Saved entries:
- Opening Delimiter -

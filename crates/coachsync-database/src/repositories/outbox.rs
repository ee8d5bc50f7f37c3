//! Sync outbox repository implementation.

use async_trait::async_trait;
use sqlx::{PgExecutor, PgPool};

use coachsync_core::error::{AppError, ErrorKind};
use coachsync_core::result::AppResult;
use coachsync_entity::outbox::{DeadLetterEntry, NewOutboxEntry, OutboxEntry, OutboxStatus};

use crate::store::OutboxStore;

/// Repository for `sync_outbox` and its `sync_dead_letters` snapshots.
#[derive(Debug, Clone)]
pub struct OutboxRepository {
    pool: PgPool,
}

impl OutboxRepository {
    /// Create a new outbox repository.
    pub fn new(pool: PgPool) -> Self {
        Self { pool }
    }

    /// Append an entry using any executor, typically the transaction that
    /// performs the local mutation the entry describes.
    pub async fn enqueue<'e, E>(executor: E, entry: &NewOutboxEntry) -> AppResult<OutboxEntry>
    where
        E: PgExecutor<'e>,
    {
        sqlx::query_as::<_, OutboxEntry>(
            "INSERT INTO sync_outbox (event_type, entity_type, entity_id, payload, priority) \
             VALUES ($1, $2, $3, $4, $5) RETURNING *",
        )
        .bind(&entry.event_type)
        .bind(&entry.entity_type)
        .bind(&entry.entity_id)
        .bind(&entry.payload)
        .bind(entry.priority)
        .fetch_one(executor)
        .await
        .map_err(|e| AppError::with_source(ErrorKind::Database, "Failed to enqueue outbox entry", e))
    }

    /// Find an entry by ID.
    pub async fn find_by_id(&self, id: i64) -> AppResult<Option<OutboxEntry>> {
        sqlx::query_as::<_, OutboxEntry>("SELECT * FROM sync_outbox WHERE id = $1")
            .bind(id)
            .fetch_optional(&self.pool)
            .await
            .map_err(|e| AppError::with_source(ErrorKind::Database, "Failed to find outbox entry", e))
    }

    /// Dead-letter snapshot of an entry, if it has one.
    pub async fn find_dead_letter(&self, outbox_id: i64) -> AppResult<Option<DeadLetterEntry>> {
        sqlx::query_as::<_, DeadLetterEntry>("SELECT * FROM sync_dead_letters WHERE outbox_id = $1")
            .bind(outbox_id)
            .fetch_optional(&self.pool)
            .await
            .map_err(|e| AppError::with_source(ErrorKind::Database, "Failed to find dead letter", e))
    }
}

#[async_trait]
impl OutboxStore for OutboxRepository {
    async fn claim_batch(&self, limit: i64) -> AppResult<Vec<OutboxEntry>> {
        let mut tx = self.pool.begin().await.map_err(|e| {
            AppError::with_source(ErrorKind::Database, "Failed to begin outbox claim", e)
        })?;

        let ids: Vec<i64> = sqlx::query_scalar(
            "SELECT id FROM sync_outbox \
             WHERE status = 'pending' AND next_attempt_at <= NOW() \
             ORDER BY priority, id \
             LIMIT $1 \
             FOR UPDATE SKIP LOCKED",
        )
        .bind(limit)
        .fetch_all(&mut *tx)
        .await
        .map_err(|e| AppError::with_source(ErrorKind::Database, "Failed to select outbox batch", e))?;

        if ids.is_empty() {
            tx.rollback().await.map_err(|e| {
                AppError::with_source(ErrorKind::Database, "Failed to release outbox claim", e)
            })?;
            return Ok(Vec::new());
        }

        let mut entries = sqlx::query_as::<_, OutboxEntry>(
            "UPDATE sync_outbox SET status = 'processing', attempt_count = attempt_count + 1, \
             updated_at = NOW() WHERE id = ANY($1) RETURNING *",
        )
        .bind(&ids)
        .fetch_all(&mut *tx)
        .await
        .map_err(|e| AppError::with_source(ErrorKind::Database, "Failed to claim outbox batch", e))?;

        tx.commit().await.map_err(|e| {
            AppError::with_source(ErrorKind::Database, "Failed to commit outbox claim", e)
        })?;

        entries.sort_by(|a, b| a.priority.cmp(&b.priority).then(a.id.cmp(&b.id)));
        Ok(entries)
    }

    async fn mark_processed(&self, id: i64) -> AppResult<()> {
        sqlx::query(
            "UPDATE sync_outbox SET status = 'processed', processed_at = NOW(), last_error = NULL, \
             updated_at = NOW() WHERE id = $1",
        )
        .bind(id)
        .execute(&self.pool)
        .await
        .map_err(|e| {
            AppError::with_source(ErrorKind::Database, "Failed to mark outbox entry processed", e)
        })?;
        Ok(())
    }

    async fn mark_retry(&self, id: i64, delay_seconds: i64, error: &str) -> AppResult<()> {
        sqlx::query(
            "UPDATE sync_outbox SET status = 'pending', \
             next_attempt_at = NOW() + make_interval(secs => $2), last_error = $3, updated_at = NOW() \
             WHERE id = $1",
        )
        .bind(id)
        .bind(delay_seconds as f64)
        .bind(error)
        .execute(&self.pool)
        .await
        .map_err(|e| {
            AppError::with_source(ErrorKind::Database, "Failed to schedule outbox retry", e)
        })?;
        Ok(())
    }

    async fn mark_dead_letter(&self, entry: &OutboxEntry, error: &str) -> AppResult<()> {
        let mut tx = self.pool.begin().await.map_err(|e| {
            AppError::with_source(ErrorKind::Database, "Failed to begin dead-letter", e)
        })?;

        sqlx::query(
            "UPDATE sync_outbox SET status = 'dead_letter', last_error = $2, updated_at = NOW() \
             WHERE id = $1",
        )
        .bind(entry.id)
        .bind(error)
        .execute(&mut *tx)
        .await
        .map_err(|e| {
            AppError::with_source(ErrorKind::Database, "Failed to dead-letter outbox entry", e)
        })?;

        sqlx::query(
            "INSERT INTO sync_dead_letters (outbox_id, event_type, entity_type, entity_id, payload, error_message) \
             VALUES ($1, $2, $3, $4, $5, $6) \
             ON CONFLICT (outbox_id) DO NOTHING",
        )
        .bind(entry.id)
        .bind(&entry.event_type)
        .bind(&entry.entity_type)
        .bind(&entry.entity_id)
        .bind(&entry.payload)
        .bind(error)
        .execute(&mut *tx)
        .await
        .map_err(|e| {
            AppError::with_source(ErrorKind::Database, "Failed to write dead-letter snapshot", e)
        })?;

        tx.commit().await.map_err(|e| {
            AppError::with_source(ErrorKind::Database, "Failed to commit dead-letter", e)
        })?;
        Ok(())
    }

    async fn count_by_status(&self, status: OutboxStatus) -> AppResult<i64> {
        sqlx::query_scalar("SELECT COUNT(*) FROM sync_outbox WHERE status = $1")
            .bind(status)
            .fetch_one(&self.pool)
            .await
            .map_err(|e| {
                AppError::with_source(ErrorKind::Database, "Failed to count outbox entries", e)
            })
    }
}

- Closing Delimiter -
- Opening Delimiter -

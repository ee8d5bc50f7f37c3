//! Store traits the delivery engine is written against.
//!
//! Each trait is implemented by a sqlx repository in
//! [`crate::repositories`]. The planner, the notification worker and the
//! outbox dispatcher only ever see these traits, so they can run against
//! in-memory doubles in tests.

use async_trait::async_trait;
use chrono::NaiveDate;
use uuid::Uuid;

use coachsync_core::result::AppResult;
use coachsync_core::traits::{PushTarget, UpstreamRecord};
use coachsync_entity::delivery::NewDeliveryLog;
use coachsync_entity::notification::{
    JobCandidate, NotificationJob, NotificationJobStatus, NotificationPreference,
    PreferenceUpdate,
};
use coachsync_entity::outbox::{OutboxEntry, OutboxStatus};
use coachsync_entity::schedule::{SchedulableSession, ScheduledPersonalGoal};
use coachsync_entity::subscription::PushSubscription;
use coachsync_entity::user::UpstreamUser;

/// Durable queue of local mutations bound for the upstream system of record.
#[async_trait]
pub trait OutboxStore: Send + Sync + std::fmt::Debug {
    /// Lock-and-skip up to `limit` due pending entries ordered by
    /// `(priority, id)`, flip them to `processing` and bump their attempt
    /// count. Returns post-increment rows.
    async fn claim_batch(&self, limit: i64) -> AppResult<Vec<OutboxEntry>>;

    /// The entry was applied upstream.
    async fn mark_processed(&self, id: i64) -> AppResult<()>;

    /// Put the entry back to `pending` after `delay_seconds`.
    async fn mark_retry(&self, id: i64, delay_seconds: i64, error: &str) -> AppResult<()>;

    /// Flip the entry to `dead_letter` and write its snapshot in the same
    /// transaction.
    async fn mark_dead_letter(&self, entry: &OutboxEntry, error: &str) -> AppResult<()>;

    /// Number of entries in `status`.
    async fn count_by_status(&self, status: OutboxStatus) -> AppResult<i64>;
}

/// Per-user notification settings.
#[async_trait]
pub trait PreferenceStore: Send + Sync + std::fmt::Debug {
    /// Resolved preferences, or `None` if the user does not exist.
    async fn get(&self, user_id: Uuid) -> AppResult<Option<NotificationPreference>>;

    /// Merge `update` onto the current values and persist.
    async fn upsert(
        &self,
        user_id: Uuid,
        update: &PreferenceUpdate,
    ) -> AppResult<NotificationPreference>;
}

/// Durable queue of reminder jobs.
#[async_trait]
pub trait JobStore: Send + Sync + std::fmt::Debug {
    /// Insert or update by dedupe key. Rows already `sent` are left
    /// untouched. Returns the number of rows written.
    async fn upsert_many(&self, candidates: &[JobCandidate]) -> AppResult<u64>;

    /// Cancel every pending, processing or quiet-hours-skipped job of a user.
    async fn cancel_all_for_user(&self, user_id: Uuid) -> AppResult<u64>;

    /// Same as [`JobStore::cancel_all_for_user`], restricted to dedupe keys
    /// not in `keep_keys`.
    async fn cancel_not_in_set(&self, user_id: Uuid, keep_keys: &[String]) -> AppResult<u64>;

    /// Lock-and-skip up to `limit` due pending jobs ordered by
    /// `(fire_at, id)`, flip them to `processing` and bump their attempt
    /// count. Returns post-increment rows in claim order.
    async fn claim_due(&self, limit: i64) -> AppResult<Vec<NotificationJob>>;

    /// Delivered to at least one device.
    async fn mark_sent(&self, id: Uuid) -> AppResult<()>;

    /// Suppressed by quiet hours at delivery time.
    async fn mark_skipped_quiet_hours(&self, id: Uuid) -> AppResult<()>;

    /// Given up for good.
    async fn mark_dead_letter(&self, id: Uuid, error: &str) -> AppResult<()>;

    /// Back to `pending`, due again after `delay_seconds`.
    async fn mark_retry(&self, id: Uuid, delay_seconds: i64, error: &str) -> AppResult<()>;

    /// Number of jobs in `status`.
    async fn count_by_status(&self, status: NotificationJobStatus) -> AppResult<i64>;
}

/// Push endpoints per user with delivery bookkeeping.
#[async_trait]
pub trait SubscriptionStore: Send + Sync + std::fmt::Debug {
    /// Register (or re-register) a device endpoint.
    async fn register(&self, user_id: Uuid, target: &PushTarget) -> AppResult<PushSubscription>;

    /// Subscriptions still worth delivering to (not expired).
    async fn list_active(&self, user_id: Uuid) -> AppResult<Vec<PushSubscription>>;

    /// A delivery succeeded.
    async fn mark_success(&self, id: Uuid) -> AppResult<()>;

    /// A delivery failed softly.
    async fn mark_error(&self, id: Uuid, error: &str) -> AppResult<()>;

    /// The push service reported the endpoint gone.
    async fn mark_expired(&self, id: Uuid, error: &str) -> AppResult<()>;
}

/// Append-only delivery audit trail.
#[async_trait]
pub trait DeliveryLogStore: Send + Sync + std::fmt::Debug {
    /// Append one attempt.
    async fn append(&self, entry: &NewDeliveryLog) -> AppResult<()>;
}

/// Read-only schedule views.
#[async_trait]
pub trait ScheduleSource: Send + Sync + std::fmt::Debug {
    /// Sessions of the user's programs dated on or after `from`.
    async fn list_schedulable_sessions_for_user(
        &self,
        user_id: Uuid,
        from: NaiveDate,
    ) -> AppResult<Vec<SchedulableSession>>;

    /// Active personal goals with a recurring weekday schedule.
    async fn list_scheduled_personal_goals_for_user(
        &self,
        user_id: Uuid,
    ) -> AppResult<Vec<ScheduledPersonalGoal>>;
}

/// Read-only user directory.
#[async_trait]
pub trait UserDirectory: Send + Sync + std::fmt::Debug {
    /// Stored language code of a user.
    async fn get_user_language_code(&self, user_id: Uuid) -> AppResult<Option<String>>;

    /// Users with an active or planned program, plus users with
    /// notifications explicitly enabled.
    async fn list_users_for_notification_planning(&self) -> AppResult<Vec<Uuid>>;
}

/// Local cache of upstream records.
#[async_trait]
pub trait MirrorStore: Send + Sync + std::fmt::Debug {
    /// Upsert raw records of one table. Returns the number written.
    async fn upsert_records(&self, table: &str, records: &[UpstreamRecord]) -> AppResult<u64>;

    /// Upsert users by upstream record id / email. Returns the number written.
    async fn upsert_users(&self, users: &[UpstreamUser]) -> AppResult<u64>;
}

- Closing Delimiter -

### What to produce
Copy, exactly and only, the lines above that begin with the one containing "entry: &OutboxEntry, error: &str) -> AppResult<()>;" and finish with the one containing "keep_keys: &[String]) -> AppResult<u64>;".

### Answer to this problem
    async fn mark_dead_letter(&self, entry: &OutboxEntry, error: &str) -> AppResult<()>;

    /// Number of entries in `status`.
    async fn count_by_status(&self, status: OutboxStatus) -> AppResult<i64>;
}

/// Per-user notification settings.
#[async_trait]
pub trait PreferenceStore: Send + Sync + std::fmt::Debug {
    /// Resolved preferences, or `None` if the user does not exist.
    async fn get(&self, user_id: Uuid) -> AppResult<Option<NotificationPreference>>;

    /// Merge `update` onto the current values and persist.
    async fn upsert(
        &self,
        user_id: Uuid,
        update: &PreferenceUpdate,
    ) -> AppResult<NotificationPreference>;
}

/// Durable queue of reminder jobs.
#[async_trait]
pub trait JobStore: Send + Sync + std::fmt::Debug {
    /// Insert or update by dedupe key. Rows already `sent` are left
    /// untouched. Returns the number of rows written.
    async fn upsert_many(&self, candidates: &[JobCandidate]) -> AppResult<u64>;

    /// Cancel every pending, processing or quiet-hours-skipped job of a user.
    async fn cancel_all_for_user(&self, user_id: Uuid) -> AppResult<u64>;

    /// Same as [`JobStore::cancel_all_for_user`], restricted to dedupe keys
    /// not in `keep_keys`.
    async fn cancel_not_in_set(&self, user_id: Uuid, keep_keys: &[String]) -> AppResult<u64>;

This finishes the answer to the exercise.